La Corte Suprema affronta l'uso da parte della polizia dei dati sulla posizione delle cellule

La Corte Suprema esamina i mandati di geofence e il rilevamento della posizione delle cellule in un caso storico derivante dall'indagine sulla rapina in banca della Virginia del 2019.
Una rapina in banca del 2019 alla Call Federal Credit Union di Midlothian, in Virginia, è diventata il fulcro di un importante dibattito legale che ha raggiunto la più alta corte della nazione. L'incidente ha spinto le forze dell'ordine a impiegare una tecnica investigativa sempre più controversa nota come mandato di geofence, che consente alle autorità di identificare e tracciare gli individui all'interno di un'area geografica specifica utilizzando i dati sulla posizione del loro cellulare. Questo caso si trova ora all'intersezione tra la sicurezza pubblica e il diritto alla privacy, costringendo la Corte Suprema a confrontarsi con le implicazioni della moderna tecnologia di sorveglianza sulle tutele costituzionali.
L'indagine che ha seguito la rapina a Midlothian rappresenta una tendenza crescente nell'adozione di strumenti investigativi digitali da parte delle forze dell'ordine.

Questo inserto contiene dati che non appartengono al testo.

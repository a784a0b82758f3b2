//! SQLite-backed cache tier
//!
//! Survives restarts. The connection lives behind a mutex and every
//! statement runs on the blocking pool. An optional memory mirror answers
//! hot lookups without touching the database.

use super::memory::MemoryCache;
use super::schema::CacheSchema;
use super::{CacheEntry, CacheKey, CacheStats, CacheStore};
use crate::config::CacheConfig;
use crate::error::{Result, SearchError};
use crate::types::{epoch_seconds, SearchResult};
use async_trait::async_trait;
use rusqlite::{params, Connection, OptionalExtension, Row};
use std::collections::BTreeMap;
use std::path::{Path, PathBuf};
use std::sync::{Arc, Mutex};
use std::time::Duration;
use tracing::{debug, info, warn};

/// Upper bound on entries kept in the memory mirror
pub const MIRROR_MAX_SIZE: usize = 1_000;

pub struct PersistentCache {
    conn: Arc<Mutex<Connection>>,
    db_path: PathBuf,
    ttl: Duration,
    max_size: usize,
    eviction_batch: usize,
    mirror: Option<MemoryCache>,
}

/// A cache row before its results payload is decoded
struct StoredRow {
    key: String,
    query_text: String,
    provider: String,
    requested_count: i64,
    results: String,
    timestamp: f64,
    hits: i64,
    created_at: f64,
    updated_at: f64,
}

const SELECT_COLUMNS: &str =
    "key, query_text, provider, requested_count, results, timestamp, hits, created_at, updated_at";

impl StoredRow {
    fn from_row(row: &Row<'_>) -> rusqlite::Result<Self> {
        Ok(Self {
            key: row.get(0)?,
            query_text: row.get(1)?,
            provider: row.get(2)?,
            requested_count: row.get(3)?,
            results: row.get(4)?,
            timestamp: row.get(5)?,
            hits: row.get(6)?,
            created_at: row.get(7)?,
            updated_at: row.get(8)?,
        })
    }

    fn into_entry(self) -> Result<CacheEntry> {
        let results: Vec<SearchResult> = serde_json::from_str(&self.results).map_err(|e| {
            SearchError::CacheError(format!("Corrupt cache payload for {}: {}", self.key, e))
        })?;

        Ok(CacheEntry {
            key: self.key,
            query_text: self.query_text,
            selector: self.provider,
            requested_count: self.requested_count.max(0) as usize,
            results,
            timestamp: self.timestamp,
            hits: self.hits.max(0) as u64,
            created_at: self.created_at,
            updated_at: self.updated_at,
        })
    }
}

fn insert_entry(conn: &Connection, entry: &CacheEntry, payload: &str) -> rusqlite::Result<usize> {
    conn.execute(
        "INSERT OR REPLACE INTO search_cache
            (key, query_text, provider, requested_count, results, timestamp, hits, created_at, updated_at)
         VALUES (?1, ?2, ?3, ?4, ?5, ?6, ?7, ?8, ?9)",
        params![
            entry.key,
            entry.query_text,
            entry.selector,
            entry.requested_count as i64,
            payload,
            entry.timestamp,
            entry.hits as i64,
            entry.created_at,
            entry.updated_at,
        ],
    )
}

/// Keys of the `limit` oldest rows
fn oldest_keys(conn: &Connection, limit: usize) -> rusqlite::Result<Vec<String>> {
    let mut stmt = conn.prepare("SELECT key FROM search_cache ORDER BY timestamp ASC LIMIT ?1")?;
    let keys = stmt
        .query_map(params![limit as i64], |row| row.get::<_, String>(0))?
        .collect();
    keys
}

impl PersistentCache {
    /// Open (or create) the database at `config.db_path`
    pub fn open(config: &CacheConfig) -> Result<Self> {
        Self::open_at(&config.db_path, config.ttl, config.max_size, config.eviction_batch, config.memory_mirror)
    }

    pub fn open_at(
        db_path: &Path,
        ttl: Duration,
        max_size: usize,
        eviction_batch: usize,
        memory_mirror: bool,
    ) -> Result<Self> {
        if let Some(parent) = db_path.parent().filter(|p| !p.as_os_str().is_empty()) {
            std::fs::create_dir_all(parent)?;
        }

        let conn = Connection::open(db_path)?;
        conn.execute_batch(&CacheSchema::init_sql())?;

        let max_size = max_size.max(1);
        let mirror = memory_mirror.then(|| MemoryCache::new(ttl, max_size.min(MIRROR_MAX_SIZE)));

        info!(
            "Persistent cache opened at {} (mirror: {})",
            db_path.display(),
            mirror.is_some()
        );

        Ok(Self {
            conn: Arc::new(Mutex::new(conn)),
            db_path: db_path.to_path_buf(),
            ttl,
            max_size,
            eviction_batch: eviction_batch.max(1),
            mirror,
        })
    }

    pub fn db_path(&self) -> &Path {
        &self.db_path
    }

    /// Run `f` against the connection on the blocking pool
    async fn with_conn<F, T>(&self, f: F) -> Result<T>
    where
        F: FnOnce(&mut Connection) -> Result<T> + Send + 'static,
        T: Send + 'static,
    {
        let conn = Arc::clone(&self.conn);
        tokio::task::spawn_blocking(move || {
            let mut guard = conn.lock().unwrap_or_else(|poisoned| poisoned.into_inner());
            f(&mut *guard)
        })
        .await
        .map_err(|e| SearchError::Internal(format!("Cache task failed: {}", e)))?
    }
}

#[async_trait]
impl CacheStore for PersistentCache {
    fn kind(&self) -> &'static str {
        "persistent"
    }

    fn ttl(&self) -> Duration {
        self.ttl
    }

    fn max_size(&self) -> usize {
        self.max_size
    }

    async fn get(&self, key: &CacheKey) -> Result<Option<Vec<SearchResult>>> {
        let fingerprint = key.fingerprint.clone();

        if let Some(mirror) = &self.mirror {
            if let Some(entry) = mirror.lookup(&fingerprint) {
                // keep the durable hit count in step with mirror hits
                let key = fingerprint.clone();
                let touched = self
                    .with_conn(move |conn| {
                        Ok(conn.execute(
                            "UPDATE search_cache SET hits = hits + 1, updated_at = ?1 WHERE key = ?2",
                            params![epoch_seconds(), key],
                        )?)
                    })
                    .await?;

                if touched > 0 {
                    return Ok(Some(entry.results));
                }
                // the row is gone from the database; the mirror copy is stale
                mirror.remove(&fingerprint);
                return Ok(None);
            }
        }

        let ttl = self.ttl.as_secs_f64();
        let row = self
            .with_conn(move |conn| {
                let row = conn
                    .query_row(
                        &format!("SELECT {} FROM search_cache WHERE key = ?1", SELECT_COLUMNS),
                        params![fingerprint],
                        StoredRow::from_row,
                    )
                    .optional()?;

                let Some(mut row) = row else {
                    return Ok(None);
                };

                let now = epoch_seconds();
                if now - row.timestamp > ttl {
                    conn.execute("DELETE FROM search_cache WHERE key = ?1", params![row.key])?;
                    debug!("Persistent cache entry expired: {}", row.key);
                    return Ok(None);
                }

                conn.execute(
                    "UPDATE search_cache SET hits = hits + 1, updated_at = ?1 WHERE key = ?2",
                    params![now, row.key],
                )?;
                row.hits += 1;
                row.updated_at = now;
                Ok(Some(row))
            })
            .await?;

        let Some(row) = row else {
            return Ok(None);
        };

        let key = row.key.clone();
        let entry = match row.into_entry() {
            Ok(entry) => entry,
            Err(e) => {
                warn!("Dropping unreadable cache row: {}", e);
                self.with_conn(move |conn| {
                    conn.execute("DELETE FROM search_cache WHERE key = ?1", params![key])?;
                    Ok(())
                })
                .await?;
                return Ok(None);
            }
        };
        let results = entry.results.clone();
        if let Some(mirror) = &self.mirror {
            mirror.insert(entry);
        }
        Ok(Some(results))
    }

    async fn set(&self, key: &CacheKey, results: &[SearchResult]) -> Result<()> {
        let entry = CacheEntry::new(key, results, epoch_seconds());
        let payload = serde_json::to_string(&entry.results)?;
        let max_size = self.max_size;
        let batch = self.eviction_batch;
        let stored = entry.clone();

        let evicted = self
            .with_conn(move |conn| {
                let tx = conn.transaction()?;

                let exists: bool = tx.query_row(
                    "SELECT EXISTS(SELECT 1 FROM search_cache WHERE key = ?1)",
                    params![stored.key],
                    |row| row.get(0),
                )?;
                let count: i64 = tx.query_row("SELECT COUNT(*) FROM search_cache", [], |row| row.get(0))?;

                let mut evicted = Vec::new();
                if !exists && count as usize >= max_size {
                    evicted = oldest_keys(&tx, batch)?;
                    for key in &evicted {
                        tx.execute("DELETE FROM search_cache WHERE key = ?1", params![key])?;
                    }
                }

                insert_entry(&tx, &stored, &payload)?;
                tx.commit()?;
                Ok(evicted)
            })
            .await?;

        if !evicted.is_empty() {
            debug!("Persistent cache evicted {} oldest entries", evicted.len());
        }

        if let Some(mirror) = &self.mirror {
            for key in &evicted {
                mirror.remove(key);
            }
            mirror.insert(entry);
        }
        Ok(())
    }

    async fn clear(&self) -> Result<usize> {
        let removed = self
            .with_conn(|conn| Ok(conn.execute("DELETE FROM search_cache", [])?))
            .await?;

        if let Some(mirror) = &self.mirror {
            mirror.clear().await?;
        }
        Ok(removed)
    }

    async fn remove_expired(&self) -> Result<usize> {
        let cutoff = epoch_seconds() - self.ttl.as_secs_f64();
        let removed = self
            .with_conn(move |conn| {
                Ok(conn.execute("DELETE FROM search_cache WHERE timestamp < ?1", params![cutoff])?)
            })
            .await?;

        if let Some(mirror) = &self.mirror {
            mirror.remove_expired().await?;
        }
        Ok(removed)
    }

    async fn stats(&self) -> Result<CacheStats> {
        let now = epoch_seconds();
        let (size, total_hits, avg_age, providers) = self
            .with_conn(move |conn| {
                let (size, total_hits, avg_age): (i64, Option<i64>, Option<f64>) = conn.query_row(
                    "SELECT COUNT(*), SUM(hits), AVG(?1 - timestamp) FROM search_cache",
                    params![now],
                    |row| Ok((row.get(0)?, row.get(1)?, row.get(2)?)),
                )?;

                let mut stmt = conn.prepare("SELECT provider, COUNT(*) FROM search_cache GROUP BY provider")?;
                let providers = stmt
                    .query_map([], |row| Ok((row.get::<_, String>(0)?, row.get::<_, i64>(1)?)))?
                    .map(|r| r.map(|(provider, count)| (provider, count.max(0) as usize)))
                    .collect::<rusqlite::Result<BTreeMap<_, _>>>()?;

                Ok((size, total_hits.unwrap_or(0), avg_age.unwrap_or(0.0), providers))
            })
            .await?;

        Ok(CacheStats {
            backend: self.kind().to_string(),
            size: size.max(0) as usize,
            max_size: self.max_size,
            total_hits: total_hits.max(0) as u64,
            ttl_seconds: self.ttl.as_secs(),
            avg_age_seconds: avg_age.max(0.0),
            db_path: Some(self.db_path.display().to_string()),
            memory_mirror_size: self.mirror.as_ref().map(|m| m.len()),
            providers,
        })
    }

    async fn vacuum(&self) -> Result<bool> {
        self.with_conn(|conn| {
            conn.execute_batch("VACUUM")?;
            Ok(true)
        })
        .await
    }

    async fn export_entries(&self) -> Result<Vec<CacheEntry>> {
        let rows = self
            .with_conn(|conn| {
                let mut stmt = conn.prepare(&format!(
                    "SELECT {} FROM search_cache ORDER BY timestamp ASC",
                    SELECT_COLUMNS
                ))?;
                let rows = stmt
                    .query_map([], StoredRow::from_row)?
                    .collect::<rusqlite::Result<Vec<_>>>()?;
                Ok(rows)
            })
            .await?;

        rows.into_iter().map(StoredRow::into_entry).collect()
    }

    async fn import_entries(&self, entries: Vec<CacheEntry>) -> Result<usize> {
        let now = epoch_seconds();
        let fresh: Vec<CacheEntry> = entries
            .into_iter()
            .filter(|entry| !entry.is_expired(self.ttl, now))
            .collect();

        let payloads = fresh
            .iter()
            .map(|entry| serde_json::to_string(&entry.results))
            .collect::<std::result::Result<Vec<_>, _>>()?;

        let rows = fresh.clone();
        let imported = self
            .with_conn(move |conn| {
                let tx = conn.transaction()?;
                for (entry, payload) in rows.iter().zip(&payloads) {
                    insert_entry(&tx, entry, payload)?;
                }
                tx.commit()?;
                Ok(rows.len())
            })
            .await?;

        if let Some(mirror) = &self.mirror {
            for entry in fresh {
                mirror.insert(entry);
            }
        }
        Ok(imported)
    }
}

Invece di fare affidamento esclusivamente sui metodi investigativi tradizionali come testimonianze oculari, filmati di sicurezza o prove fisiche, gli investigatori si sono rivolti a Google e ad altre società tecnologiche per ottenere registrazioni dei dispositivi mobili che si trovavano vicino alla scena del crimine al momento della rapina. Questo approccio, sebbene potenzialmente efficace, solleva interrogativi sostanziali sul Quarto Emendamento e sui diritti dei cittadini contro perquisizioni e sequestri irragionevoli.
Geofence garantisce il funzionamento creando un perimetro virtuale attorno a una posizione specifica e quindi identificando tutti i dispositivi mobili che hanno eseguito il ping delle torri cellulari o si sono connessi alle reti wireless all'interno di quell'area durante un periodo di tempo definito. Le forze dell’ordine possono quindi richiedere informazioni alle società tecnologiche sui dispositivi e potenzialmente sui loro proprietari. Nel caso Call Federal Credit Union, gli investigatori hanno cercato di restringere il campo dei sospetti identificando le persone i cui telefoni si trovavano in prossimità della banca al momento della rapina.